La Torre de la Soledad by Valerio Massimo Manfredi

La Torre de la Soledad by Valerio Massimo Manfredi

autor:Valerio Massimo Manfredi [Manfredi, Valerio Massimo]
La lengua: spa
Format: epub
Tags: Novela, Aventuras, Fantástico
editor: ePubLibre
publicado: 1996-01-01T05:00:00+00:00


IX

Desmond Garrett avanzaba por el desierto bajo un sol que caía a plomo. Con los años el viento y la arena le habían esculpido las facciones y quemado la piel; la costumbre de cabalgar le había conferido unos andares especiales, armonía de movimientos, como si su cuerpo fuera la extensión de su cabalgadura. Vestía como los beduinos de Sirte y la kefya le envolvía la cabeza y le cubría la boca, pero calzaba botas brillantes de cuero marrón sobre pantalones turcos. En el estribo de la silla llevaba ensartado un fusil norteamericano de repetición, del cinto le colgaba una cimitarra con empuñadura damasquinada.

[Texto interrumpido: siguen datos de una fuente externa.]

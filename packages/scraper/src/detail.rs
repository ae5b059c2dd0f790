//! Tender detail page parser.
//!
//! The detail page has a key/value table (`#lista`) and a second table
//! (`#lista2`) holding links to the announcement and the tender document.

use scraper::{ElementRef, Html};
use tender_watch_tender_models::{FieldValue, TenderDetails};

use crate::ScrapeError;
use crate::html_table::{cell_text, parse_selector};

/// Parses a detail page. Relative document links are resolved against
/// `base_url`.
///
/// # Errors
///
/// Returns [`ScrapeError::MalformedResponse`] if the page has no `#lista`
/// table.
pub fn parse_details(html: &str, base_url: &str) -> Result<TenderDetails, ScrapeError> {
    let document = Html::parse_document(html);

    let table_sel = parse_selector("#lista")?;
    if document.select(&table_sel).next().is_none() {
        return Err(ScrapeError::MalformedResponse(
            "no #lista table found on detail page".to_owned(),
        ));
    }

    let row_sel = parse_selector("#lista tbody tr")?;
    let key_sel = parse_selector("th")?;
    let cell_sel = parse_selector("th, td")?;

    let mut details = TenderDetails::default();

    for row in document.select(&row_sel) {
        let Some(key) = row.select(&key_sel).next().map(|th| cell_text(&th)) else {
            continue;
        };
        let value = row
            .select(&cell_sel)
            .last()
            .map(|cell| cell_text(&cell))
            .unwrap_or_default();
        details.fields.insert(key.clone(), field_value(&key, &value));
    }

    let link_row_sel = parse_selector("#lista2 tbody tr")?;
    let link_cell_sel = parse_selector("td")?;
    let anchor_sel = parse_selector("a")?;

    for row in document.select(&link_row_sel) {
        let cells: Vec<ElementRef<'_>> = row.select(&link_cell_sel).collect();
        let href = |cell: Option<&ElementRef<'_>>| {
            cell.and_then(|c| c.select(&anchor_sel).next())
                .and_then(|a| a.value().attr("href"))
                .map(|h| absolute_link(base_url, h))
        };
        if let Some(link) = href(cells.first()) {
            details.announcement_link = Some(link);
        }
        if let Some(link) = href(cells.last()) {
            details.document_link = Some(link);
        }
    }

    Ok(details)
}

/// Types a detail value by its key: monetary keys become numbers, the lot
/// count becomes an integer, everything else stays text.
fn field_value(key: &str, value: &str) -> FieldValue {
    if key.contains("valor") || key.contains("garantia") {
        match FieldValue::parse_decimal(value) {
            number @ FieldValue::Number(_) => number,
            _ => FieldValue::Text(value.to_owned()),
        }
    } else if key == "numero_de_lotes" {
        FieldValue::parse_integer(value)
    } else {
        FieldValue::Text(value.to_owned())
    }
}

fn absolute_link(base_url: &str, href: &str) -> String {
    if href.starts_with("http://") || href.starts_with("https://") {
        href.to_owned()
    } else {
        format!(
            "{}/{}",
            base_url.trim_end_matches('/'),
            href.trim_start_matches('/')
        )
    }
}
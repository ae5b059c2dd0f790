//! Listing table normalizer.
//!
//! Parses a category listing page, locates its `<table>`, and maps each
//! body row into a [`TenderRecord`] through a fixed per-category column rule
//! set. The last row of every listing table is a summary/footer artifact and
//! is always discarded.

use scraper::{ElementRef, Html, Selector};
use tender_watch_tender_models::{Category, FieldValue, TenderRecord};

use crate::ScrapeError;

/// Link label the portal appends to the first cell of every row.
const DETAIL_LINK_LABEL: &str = "Ver detalhes";

/// A record field fed by one table column.
#[derive(Debug, Clone, Copy, PartialEq, Eq)]
enum Field {
    /// `"<tipo>:<referencia>"` combined cell.
    TypeAndReference,
    Reference,
    Subject,
    /// Subject whose embedded newlines become spaces.
    SubjectSingleLine,
    Entity,
    Province,
    LaunchedOn,
    /// `"<date> <time>"` combined cell.
    Opening,
    AwardedOn,
    /// `"<nuit> <name>"`; only the text after the first space is kept.
    Contractor,
    Value,
    Dated,
}

/// Maps a zero-based column ordinal to a record field.
#[derive(Debug, Clone, Copy)]
struct ColumnRule {
    column: usize,
    field: Field,
}

const fn rule(column: usize, field: Field) -> ColumnRule {
    ColumnRule { column, field }
}

const OPEN_TENDER_RULES: &[ColumnRule] = &[
    rule(0, Field::TypeAndReference),
    rule(1, Field::Subject),
    rule(2, Field::Entity),
    rule(3, Field::Province),
    rule(4, Field::LaunchedOn),
    rule(5, Field::Opening),
];

const AWARDED_TENDER_RULES: &[ColumnRule] = &[
    rule(0, Field::Reference),
    rule(1, Field::Subject),
    rule(2, Field::AwardedOn),
];

const DIRECT_ADJUSTMENT_RULES: &[ColumnRule] = &[
    rule(0, Field::Reference),
    rule(1, Field::SubjectSingleLine),
    rule(2, Field::Entity),
    rule(3, Field::Contractor),
    rule(4, Field::Value),
    rule(5, Field::Dated),
];

/// Column rules for a category's listing table.
const fn rules(category: Category) -> &'static [ColumnRule] {
    match category {
        Category::OpenTenders => OPEN_TENDER_RULES,
        Category::AwardedTenders => AWARDED_TENDER_RULES,
        Category::DirectAdjustments => DIRECT_ADJUSTMENT_RULES,
    }
}

/// Parses a listing page into records, in table order.
///
/// # Errors
///
/// Returns [`ScrapeError::MalformedResponse`] if the page contains no
/// `<table>` at all. Individual malformed cells never fail the page.
pub fn parse_listing(category: Category, html: &str) -> Result<Vec<TenderRecord>, ScrapeError> {
    let document = Html::parse_document(html);

    let table_sel = parse_selector("table")?;
    let Some(table) = document.select(&table_sel).next() else {
        return Err(ScrapeError::MalformedResponse(format!(
            "no <table> found on {category} listing page"
        )));
    };

    let row_sel = parse_selector("tbody tr")?;
    let cell_sel = parse_selector("td")?;
    let link_sel = parse_selector("a")?;

    // Only the first table holds listings.
    let mut rows: Vec<ElementRef<'_>> = table.select(&row_sel).collect();
    // Trailing summary row, present on every listing.
    rows.pop();

    let records = rows
        .into_iter()
        .map(|row| {
            let cells: Vec<ElementRef<'_>> = row.select(&cell_sel).collect();
            let detail_link = cells
                .first()
                .and_then(|cell| cell.select(&link_sel).next())
                .and_then(|a| a.value().attr("href"))
                .map(str::to_owned);

            let mut record = TenderRecord {
                detail_link,
                ..TenderRecord::default()
            };
            for rule in rules(category) {
                let text = cells.get(rule.column).map(cell_text).unwrap_or_default();
                apply(&mut record, rule.field, &text);
            }
            record
        })
        .collect::<Vec<_>>();

    log::debug!("Parsed {} {category} records", records.len());
    Ok(records)
}

/// Writes one cleaned cell into its record field.
fn apply(record: &mut TenderRecord, field: Field, text: &str) {
    match field {
        Field::TypeAndReference => {
            let combined = strip_link_label(text).replace('\n', "");
            let (tender_type, reference) = combined
                .split_once(':')
                .unwrap_or(("", combined.as_str()));
            record.tender_type = Some(tender_type.trim().to_owned());
            record.reference = reference.trim().to_owned();
        }
        Field::Reference => record.reference = strip_link_label(text).trim().to_owned(),
        Field::Subject => text.clone_into(&mut record.subject),
        Field::SubjectSingleLine => record.subject = text.replace('\n', " "),
        Field::Entity => record.entity = non_empty(text),
        Field::Province => record.province = non_empty(text),
        Field::LaunchedOn => record.launched_on = non_empty(text),
        Field::Opening => {
            let (date, time) = text
                .split_once(char::is_whitespace)
                .map_or((text, ""), |(d, t)| (d, t.trim()));
            record.opening_date = non_empty(date);
            record.opening_time = non_empty(time);
        }
        Field::AwardedOn => record.awarded_on = non_empty(text),
        Field::Contractor => {
            let name = text.split_once(' ').map_or(text, |(_, rest)| rest);
            record.contractor = non_empty(name.trim());
        }
        Field::Value => {
            if !text.is_empty() {
                record.value = Some(FieldValue::parse_decimal(text));
            }
        }
        Field::Dated => record.dated = non_empty(text),
    }
}

/// Concatenated, trimmed text content of an element.
pub(crate) fn cell_text(element: &ElementRef<'_>) -> String {
    element.text().collect::<String>().trim().to_owned()
}

fn strip_link_label(text: &str) -> String {
    text.replacen(DETAIL_LINK_LABEL, "", 1)
}

fn non_empty(text: &str) -> Option<String> {
    let trimmed = text.trim();
    (!trimmed.is_empty()).then(|| trimmed.to_owned())
}

/// Parses a CSS selector string, returning a [`ScrapeError`] on failure.
pub(crate) fn parse_selector(selector: &str) -> Result<Selector, ScrapeError> {
    Selector::parse(selector).map_err(|e| {
        ScrapeError::MalformedResponse(format!("invalid CSS selector '{selector}': {e}"))
    })
}

#[cfg(test)]
mod tests {
    use super::*;

    fn open_row(n: usize) -> String {
        format!(
            "<tr>\
               <td>Concurso Público:REF/{n}/2024 <a href=\"concurso_detalhes.php?referencia=REF/{n}/2024\">Ver detalhes</a></td>\
               <td>Aquisição de material {n}</td>\
               <td>UGEA Saúde</td>\
               <td>Maputo</td>\
               <td>2024-03-0{n}</td>\
               <td>2024-04-15 10:00</td>\
             </tr>"
        )
    }

    fn page(rows: &[String]) -> String {
        format!(
            "<html><body><table><thead><tr><th>Ref</th></tr></thead><tbody>{}</tbody></table></body></html>",
            rows.concat()
        )
    }

    fn footer() -> String {
        "<tr><td colspan=\"6\">Total: 4 registos</td></tr>".to_owned()
    }

    #[test]
    fn single_row_table_yields_no_records() {
        let html = page(&[footer()]);
        let records = parse_listing(Category::OpenTenders, &html).unwrap();
        assert!(records.is_empty());
    }

    #[test]
    fn empty_table_is_valid() {
        let html = page(&[]);
        let records = parse_listing(Category::OpenTenders, &html).unwrap();
        assert!(records.is_empty());
    }

    #[test]
    fn five_rows_yield_four_records_in_order() {
        let mut rows: Vec<String> = (1..=4).map(open_row).collect();
        rows.push(footer());
        let records = parse_listing(Category::OpenTenders, &page(&rows)).unwrap();

        assert_eq!(records.len(), 4);
        let refs: Vec<&str> = records.iter().map(|r| r.reference.as_str()).collect();
        assert_eq!(
            refs,
            vec!["REF/1/2024", "REF/2/2024", "REF/3/2024", "REF/4/2024"]
        );
    }

    #[test]
    fn only_the_first_table_is_read() {
        let listing = page(&[open_row(1), open_row(2), footer()]);
        let html = listing.replace(
            "</body>",
            &format!("<table><tbody>{}{}</tbody></table></body>", open_row(3), footer()),
        );
        let records = parse_listing(Category::OpenTenders, &html).unwrap();

        let refs: Vec<&str> = records.iter().map(|r| r.reference.as_str()).collect();
        assert_eq!(refs, vec!["REF/1/2024", "REF/2/2024"]);
    }

    #[test]
    fn open_tender_columns_are_mapped() {
        let html = page(&[open_row(1), footer()]);
        let record = &parse_listing(Category::OpenTenders, &html).unwrap()[0];

        assert_eq!(record.tender_type.as_deref(), Some("Concurso Público"));
        assert_eq!(record.reference, "REF/1/2024");
        assert_eq!(record.subject, "Aquisição de material 1");
        assert_eq!(record.entity.as_deref(), Some("UGEA Saúde"));
        assert_eq!(record.province.as_deref(), Some("Maputo"));
        assert_eq!(record.launched_on.as_deref(), Some("2024-03-01"));
        assert_eq!(record.opening_date.as_deref(), Some("2024-04-15"));
        assert_eq!(record.opening_time.as_deref(), Some("10:00"));
        assert_eq!(
            record.detail_link.as_deref(),
            Some("concurso_detalhes.php?referencia=REF/1/2024")
        );
    }

    #[test]
    fn reference_without_type_separator_is_kept_whole() {
        let row = "<tr><td>REF-77</td><td>Obra</td></tr>".to_owned();
        let html = page(&[row, footer()]);
        let record = &parse_listing(Category::OpenTenders, &html).unwrap()[0];
        assert_eq!(record.tender_type.as_deref(), Some(""));
        assert_eq!(record.reference, "REF-77");
        assert_eq!(record.entity, None);
    }

    #[test]
    fn direct_adjustment_value_falls_back_to_raw() {
        let rows = vec![
            "<tr><td>AD/1 <a href=\"d.php?referencia=AD/1\">Ver detalhes</a></td>\
             <td>Reparação\nde viaturas</td><td>UGEA Obras</td>\
             <td>400123456 Oficina Lda</td><td>125000.50 MT</td><td>2024-02-01</td></tr>"
                .to_owned(),
            "<tr><td>AD/2</td><td>Limpeza</td><td>UGEA Obras</td>\
             <td>Sem NUIT</td><td>sob consulta</td><td>2024-02-02</td></tr>"
                .to_owned(),
            footer(),
        ];
        let records = parse_listing(Category::DirectAdjustments, &page(&rows)).unwrap();

        assert_eq!(records.len(), 2);
        assert_eq!(records[0].reference, "AD/1");
        assert_eq!(records[0].subject, "Reparação de viaturas");
        assert_eq!(records[0].contractor.as_deref(), Some("Oficina Lda"));
        assert_eq!(records[0].value, Some(FieldValue::Number(125_000.5)));
        assert_eq!(records[1].contractor.as_deref(), Some("NUIT"));
        assert_eq!(records[1].value, Some(FieldValue::Text(String::new())));
        assert_eq!(records[1].dated.as_deref(), Some("2024-02-02"));
    }

    #[test]
    fn awarded_rows_carry_award_date() {
        let rows = vec![
            "<tr><td>ADJ/9 Ver detalhes</td><td>Fornecimento</td><td>2024-01-20</td></tr>"
                .to_owned(),
            footer(),
        ];
        let records = parse_listing(Category::AwardedTenders, &page(&rows)).unwrap();
        assert_eq!(records[0].reference, "ADJ/9");
        assert_eq!(records[0].awarded_on.as_deref(), Some("2024-01-20"));
        assert_eq!(records[0].tender_type, None);
    }

    #[test]
    fn page_without_table_is_malformed() {
        let err = parse_listing(Category::OpenTenders, "<html><body>Erro</body></html>")
            .unwrap_err();
        assert!(matches!(err, ScrapeError::MalformedResponse(_)));
    }
}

De vez en cuando se detenía para consultar la brújula y señalar su posición en el mapa. A su derecha el sol poniente se ocultaba detrás del horizonte; espoleó su caballo árabe para poder llegar al oasis cuando el cielo sobre las columnatas de Palmira se hubiera teñido de violeta.

La Perla del desierto surgió de repente, como una aparición, al atravesar una colina baja. El oasis de Tadmor relucía en tono verde oscuro y severo en el paisaje áspero que lo rodeaba; miles de palmeras agitaban sus copas en la brisa del atardecer, como un campo de trigo bajo el viento de mayo. En su centro el gran estanque reluciente parecía un relámpago de fuego bajo la luz vespertina, y el sol, en su lento movimiento, asomaba igual que un numen por el gran portal de piedra calcárea, encendiendo una tras otra, cual antorchas colosales, las columnas del majestuoso pórtico romano.

En ese momento se cumplía el milagro. En cuanto el sol se ocultaba tras el horizonte y las ruinas de Palmira se sumían en una oscuridad repentina, el cielo parecía reanimarse con un sobresalto de luz, un fulgor violeta alumbraba las colinas y el desierto detrás de la ciudad, y se difundía casi hasta el centro de la bóveda como una aurora irreal, como una magia misteriosa.

Desmond Garrett desmontó del caballo y contempló inmóvil el prodigio. Lo había presenciado por última vez hacía veinte años, pero desde entonces, en muchas ocasiones, en las noches transcurridas en el desierto, soñaba con el cielo violáceo de Palmira como si fuera un lugar del alma, una imagen del éxtasis.

El reflejo purpúreo volvió a teñirse de un matiz rosado, último palpito luminoso del crepúsculo, luego comenzó a oscurecerse, invadido por el azul turquí de la noche.

Desmond Garrett cogió su caballo por la brida y bajó lentamente a pie hasta las orillas del estanque. A poca distancia, cerca de un grupo de altísimas palmeras, vio una imponente tienda vigilada por dos guerreros. Ató su caballo a uno de los palos de sostén y esperó a que lo vieran. Los guardias no se fijaron en él pero un sirviente lo vio, entró a avisar y, poco después, se asomó a la entrada Abu el Abd, el jeque.

Fue a su encuentro y lo abrazó; luego lo condujo hasta la tienda y lo hizo sentar entre cojines de terciopelo de Fez, mandó que le sirvieran té hirviendo en los pequeños vasos turcos de plata y cristal.